--- Data for processing Enclosed Below ---

#[cfg(test)]
mod tests {
    use super::*;
    use crate::schemas::{KnowledgeItem, QueryHits};
    use crate::signing::verify_consumer_id;
    use chrono::{DateTime, Utc};
    use serde_json::{json, Map};
    use std::collections::VecDeque;
    use std::sync::Mutex;

    #[derive(Default)]
    struct StubBackend {
        replies: Mutex<VecDeque<Result<KbRunOutput>>>,
        runs: Mutex<Vec<KbRunInput>>,
        creates: Mutex<usize>,
    }

    impl StubBackend {
        fn with_reply(reply: KbRunOutput) -> Arc<Self> {
            let stub = Self::default();
            stub.replies.lock().unwrap().push_back(Ok(reply));
            Arc::new(stub)
        }

        fn with_error(error: AgentError) -> Arc<Self> {
            let stub = Self::default();
            stub.replies.lock().unwrap().push_back(Err(error));
            Arc::new(stub)
        }

        fn run_count(&self) -> usize {
            self.runs.lock().unwrap().len()
        }

        fn create_count(&self) -> usize {
            *self.creates.lock().unwrap()
        }

        fn last_run(&self) -> KbRunInput {
            self.runs.lock().unwrap().last().cloned().unwrap()
        }
    }

    #[async_trait::async_trait]
    impl KbBackend for StubBackend {
        async fn create(&self, _deployment: &KbDeployment) -> Result<()> {
            *self.creates.lock().unwrap() += 1;
            Ok(())
        }

        async fn run(&self, input: KbRunInput) -> Result<KbRunOutput> {
            self.runs.lock().unwrap().push(input);
            self.replies
                .lock()
                .unwrap()
                .pop_front()
                .unwrap_or_else(|| Ok(success_reply(Map::new())))
        }
    }

    fn success_reply(extra: Map<String, Value>) -> KbRunOutput {
        KbRunOutput {
            status: "success".to_string(),
            results: Vec::new(),
            message: None,
            extra,
        }
    }

    fn search_reply(items: Vec<KnowledgeItem>) -> KbRunOutput {
        let payload = serde_json::to_string(&QueryHits { data: items }).unwrap();
        let row = serde_json::to_string(&json!({ "results": [payload] })).unwrap();
        KbRunOutput {
            status: "completed".to_string(),
            results: vec![row],
            message: None,
            extra: Map::new(),
        }
    }

    fn item() -> KnowledgeItem {
        KnowledgeItem {
            chunk: "hello".to_string(),
            chunk_start: 0,
            chunk_end: 5,
            full_text: "hello world".to_string(),
            metadata: Map::new(),
            source: Some("unit-test".to_string()),
            timestamp: DateTime::parse_from_rfc3339("2024-05-01T12:00:00Z")
                .unwrap()
                .with_timezone(&Utc),
        }
    }

    fn credential() -> ConsumerCredential {
        ConsumerCredential::from_seed([7u8; 32])
    }

    fn deployment() -> KbDeployment {
        KbDeployment {
            name: "market_kb".to_string(),
            node_url: None,
        }
    }

    fn agent(backend: &Arc<StubBackend>) -> KnowledgeBaseAgent {
        KnowledgeBaseAgent::new(
            deployment(),
            "consumer-1".to_string(),
            credential(),
            backend.clone() as Arc<dyn KbBackend>,
        )
    }

    fn request(func_name: &str, func_input_data: Value) -> Value {
        json!({
            "consumer_id": "consumer-1",
            "signature": credential().sign_consumer_id("consumer-1"),
            "deployment": { "name": "kb-agent", "kb_deployments": [{ "name": "market_kb" }] },
            "inputs": { "func_name": func_name, "func_input_data": func_input_data }
        })
    }

    #[test]
    fn test_operation_set_is_closed() {
        for op in Operation::ALL {
            assert_eq!(Operation::parse(op.name()).unwrap(), op);
        }
        assert!(matches!(
            Operation::parse("nonexistent"),
            Err(AgentError::UnknownOperation(_))
        ));
    }

    #[tokio::test]
    async fn test_store_success_populates_id() {
        let mut extra = Map::new();
        extra.insert("id".to_string(), json!("abc123"));
        let stub = StubBackend::with_reply(success_reply(extra));

        let result = agent(&stub)
            .store(Some(&json!({
                "text": "hello world",
                "metadata": {"source": "unit-test"}
            })))
            .await;

        assert!(result.is_success());
        assert_eq!(result.data.get("id"), Some(&json!("abc123")));
        let sent = stub.last_run();
        assert_eq!(sent.inputs.func_name, "ingest_knowledge");
        assert_eq!(
            sent.inputs.func_input_data.unwrap()["text"],
            json!("hello world")
        );
    }

    #[tokio::test]
    async fn test_store_missing_text_skips_backend() {
        let stub = Arc::new(StubBackend::default());

        let result = agent(&stub).store(Some(&json!({"metadata": {}}))).await;

        assert!(!result.is_success());
        assert!(result.message.unwrap().contains("store payload"));
        assert_eq!(stub.run_count(), 0);
    }

    #[tokio::test]
    async fn test_store_empty_text_rejected() {
        let stub = Arc::new(StubBackend::default());

        let result = agent(&stub).store(Some(&json!({"text": "   "}))).await;

        assert!(!result.is_success());
        assert_eq!(stub.run_count(), 0);
    }

    #[tokio::test]
    async fn test_store_transport_fault_normalized() {
        let stub = StubBackend::with_error(AgentError::backend("connection refused"));

        let result = agent(&stub).store(Some(&json!({"text": "hello"}))).await;

        assert!(!result.is_success());
        assert!(result.message.unwrap().contains("connection refused"));
    }

    #[tokio::test]
    async fn test_query_top_k_defaults_to_two_in_envelope() {
        let stub = StubBackend::with_reply(search_reply(vec![item()]));

        let result = agent(&stub).query(Some(&json!({"query": "hello"}))).await;

        assert!(result.is_success());
        let sent = stub.last_run();
        assert_eq!(sent.inputs.func_name, "search");
        assert_eq!(sent.inputs.func_input_data.unwrap()["top_k"], json!(2));
    }

    #[tokio::test]
    async fn test_query_top_k_passes_through_unchanged() {
        let stub = StubBackend::with_reply(search_reply(vec![item()]));

        let result = agent(&stub)
            .query(Some(&json!({"query": "hello", "top_k": 1})))
            .await;

        assert_eq!(
            stub.last_run().inputs.func_input_data.unwrap()["top_k"],
            json!(1)
        );
        assert_eq!(result.results.unwrap(), vec![item()]);
    }

    #[tokio::test]
    async fn test_query_zero_hits_is_success() {
        let stub = StubBackend::with_reply(search_reply(Vec::new()));

        let result = agent(&stub).query(Some(&json!({"query": "hello"}))).await;

        assert!(result.is_success());
        assert_eq!(result.results, Some(Vec::new()));
        assert!(!result.message.unwrap().is_empty());
    }

    #[tokio::test]
    async fn test_query_missing_rows_is_success_with_message() {
        let stub = StubBackend::with_reply(success_reply(Map::new()));

        let result = agent(&stub).query(Some(&json!({"query": "hello"}))).await;

        assert!(result.is_success());
        assert_eq!(result.results, Some(Vec::new()));
        assert_eq!(result.message.as_deref(), Some(NO_RESULTS_MESSAGE));
    }

    #[tokio::test]
    async fn test_query_backend_failure_propagates_message() {
        let stub = StubBackend::with_reply(KbRunOutput {
            status: "error".to_string(),
            results: Vec::new(),
            message: Some("index offline".to_string()),
            extra: Map::new(),
        });

        let result = agent(&stub).query(Some(&json!({"query": "hello"}))).await;

        assert!(!result.is_success());
        assert_eq!(result.message.as_deref(), Some("index offline"));
    }

    #[tokio::test]
    async fn test_query_transport_fault_normalized() {
        let stub = StubBackend::with_error(AgentError::backend("connection refused"));

        let result = agent(&stub).query(Some(&json!({"query": "hello"}))).await;

        assert!(!result.is_success());
        assert!(result.message.unwrap().contains("connection refused"));
    }

    #[tokio::test]
    async fn test_query_malformed_reply_fails_loudly() {
        let stub = StubBackend::with_reply(KbRunOutput {
            status: "completed".to_string(),
            results: vec!["{bad".to_string()],
            message: None,
            extra: Map::new(),
        });

        let result = agent(&stub).query(Some(&json!({"query": "hello"}))).await;

        assert!(!result.is_success());
        assert!(result
            .message
            .unwrap()
            .contains("Malformed knowledge base reply"));
    }

    #[tokio::test]
    async fn test_clear_sends_no_payload() {
        let stub = StubBackend::with_reply(success_reply(Map::new()));

        let result = agent(&stub).clear().await;

        assert!(result.is_success());
        let sent = stub.last_run();
        assert_eq!(sent.inputs.func_name, "clear");
        assert!(sent.inputs.func_input_data.is_none());
    }

    #[tokio::test]
    async fn test_clear_reshapes_backend_status() {
        let stub = StubBackend::with_reply(KbRunOutput {
            status: "error".to_string(),
            results: Vec::new(),
            message: Some("nothing to clear".to_string()),
            extra: Map::new(),
        });

        let result = agent(&stub).clear().await;

        assert!(!result.is_success());
        assert_eq!(result.message.as_deref(), Some("nothing to clear"));
    }

    #[tokio::test]
    async fn test_envelope_is_signed_for_consumer() {
        let stub = StubBackend::with_reply(success_reply(Map::new()));

        let _ = agent(&stub).clear().await;

        let sent = stub.last_run();
        assert_eq!(sent.consumer_id, "consumer-1");
        assert_eq!(sent.deployment.name, "market_kb");
        verify_consumer_id("consumer-1", &sent.signature, &credential().verifying_key()).unwrap();
    }

    #[tokio::test]
    async fn test_run_rejects_unknown_func_name() {
        let stub = Arc::new(StubBackend::default());

        let result = run_with_backend(
            request("nonexistent", json!(null)),
            stub.clone() as Arc<dyn KbBackend>,
            credential(),
        )
        .await;

        assert!(!result.is_success());
        assert!(result.message.unwrap().contains("Invalid function name"));
        assert_eq!(stub.run_count(), 0);
        assert_eq!(stub.create_count(), 0);
    }

    #[tokio::test]
    async fn test_run_rejects_empty_signature() {
        let stub = Arc::new(StubBackend::default());
        let mut raw = request("store", json!({"text": "hello"}));
        raw["signature"] = json!("");

        let result =
            run_with_backend(raw, stub.clone() as Arc<dyn KbBackend>, credential()).await;

        assert!(!result.is_success());
        assert_eq!(stub.run_count(), 0);
    }

    #[tokio::test]
    async fn test_run_rejects_malformed_envelope() {
        let stub = Arc::new(StubBackend::default());

        let result = run_with_backend(
            json!({"inputs": {"func_name": "store"}}),
            stub.clone() as Arc<dyn KbBackend>,
            credential(),
        )
        .await;

        assert!(!result.is_success());
        assert!(result.message.unwrap().contains("invalid run input"));
    }

    #[tokio::test]
    async fn test_run_store_example() {
        let mut extra = Map::new();
        extra.insert("id".to_string(), json!("abc123"));
        let stub = StubBackend::with_reply(success_reply(extra));

        let result = run_with_backend(
            request(
                "store",
                json!({"text": "hello world", "metadata": {"source": "unit-test"}}),
            ),
            stub.clone() as Arc<dyn KbBackend>,
            credential(),
        )
        .await;

        assert!(result.is_success());
        assert_eq!(result.data.get("id"), Some(&json!("abc123")));
        assert_eq!(stub.create_count(), 1);
    }

    #[tokio::test]
    async fn test_run_query_example() {
        let stub = StubBackend::with_reply(search_reply(vec![item()]));

        let result = run_with_backend(
            request("query", json!({"query": "hello", "top_k": 1})),
            stub.clone() as Arc<dyn KbBackend>,
            credential(),
        )
        .await;

        assert!(result.is_success());
        assert_eq!(result.results.unwrap(), vec![item()]);
    }
}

--- End of Enclosed Data for processing ---

How to complete this task: Each line holding the word "nothing" must be copied from the data.

Task solution:
            message: Some("nothing to clear".to_string()),
        assert_eq!(result.message.as_deref(), Some("nothing to clear"));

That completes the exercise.